Problem requirements:
Retype only what runs from the line that contains "tool use format" through the last line of the listing below, both lines included.

Data for review:
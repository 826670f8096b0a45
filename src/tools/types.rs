// Tool use wire types
//
// Compatible with the Anthropic tool use format

use rand::distributions::{Alphanumeric, DistString};
use serde::{Deserialize, Serialize};
use serde_json::Value;

const ID_SUFFIX_LEN: usize = 24;

/// Tool use request assembled from the provider stream
#[derive(Debug, Clone, PartialEq, Serialize, Deserialize)]
pub struct ToolUse {
    /// `toolu_` followed by 24 alphanumerics unless the provider assigned one
    pub id: String,
    pub name: String,
    /// Always a JSON object once it reaches a tool
    pub input: Value,
}

impl ToolUse {
    pub fn generate_id() -> String {
        let suffix = Alphanumeric.sample_string(&mut rand::thread_rng(), ID_SUFFIX_LEN);
        format!("toolu_{suffix}")
    }

    /// Tool use with a freshly generated id
    pub fn new(name: impl Into<String>, input: Value) -> Self {
        Self::with_id(Self::generate_id(), name, input)
    }

    /// Keep a provider-assigned id
    pub fn with_id(id: impl Into<String>, name: impl Into<String>, input: Value) -> Self {
        Self {
            id: id.into(),
            name: name.into(),
            input,
        }
    }
}

/// Result sent back to the model for one tool use
#[derive(Debug, Clone, PartialEq, Serialize, Deserialize)]
pub struct ToolResult {
    pub tool_use_id: String,
    /// Tool output, or the error text when `is_error` is set
    pub content: String,
    pub is_error: bool,
}

impl ToolResult {
    pub fn success(tool_use_id: impl Into<String>, output: impl Into<String>) -> Self {
        Self::build(tool_use_id.into(), output.into(), false)
    }

    pub fn error(tool_use_id: impl Into<String>, message: impl Into<String>) -> Self {
        Self::build(tool_use_id.into(), message.into(), true)
    }

    fn build(tool_use_id: String, content: String, is_error: bool) -> Self {
        Self {
            tool_use_id,
            content,
            is_error,
        }
    }
}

Written response:
// Compatible with the Anthropic tool use format

use rand::distributions::{Alphanumeric, DistString};
use serde::{Deserialize, Serialize};
use serde_json::Value;

const ID_SUFFIX_LEN: usize = 24;

/// Tool use request assembled from the provider stream
#[derive(Debug, Clone, PartialEq, Serialize, Deserialize)]
pub struct ToolUse {
    /// `toolu_` followed by 24 alphanumerics unless the provider assigned one
    pub id: String,
    pub name: String,
    /// Always a JSON object once it reaches a tool
    pub input: Value,
}

impl ToolUse {
    pub fn generate_id() -> String {
        let suffix = Alphanumeric.sample_string(&mut rand::thread_rng(), ID_SUFFIX_LEN);
        format!("toolu_{suffix}")
    }

    /// Tool use with a freshly generated id
    pub fn new(name: impl Into<String>, input: Value) -> Self {
        Self::with_id(Self::generate_id(), name, input)
    }

    /// Keep a provider-assigned id
    pub fn with_id(id: impl Into<String>, name: impl Into<String>, input: Value) -> Self {
        Self {
            id: id.into(),
            name: name.into(),
            input,
        }
    }
}

/// Result sent back to the model for one tool use
#[derive(Debug, Clone, PartialEq, Serialize, Deserialize)]
pub struct ToolResult {
    pub tool_use_id: String,
    /// Tool output, or the error text when `is_error` is set
    pub content: String,
    pub is_error: bool,
}

impl ToolResult {
    pub fn success(tool_use_id: impl Into<String>, output: impl Into<String>) -> Self {
        Self::build(tool_use_id.into(), output.into(), false)
    }

    pub fn error(tool_use_id: impl Into<String>, message: impl Into<String>) -> Self {
        Self::build(tool_use_id.into(), message.into(), true)
    }

    fn build(tool_use_id: String, content: String, is_error: bool) -> Self {
        Self {
            tool_use_id,
            content,
            is_error,
        }
    }
}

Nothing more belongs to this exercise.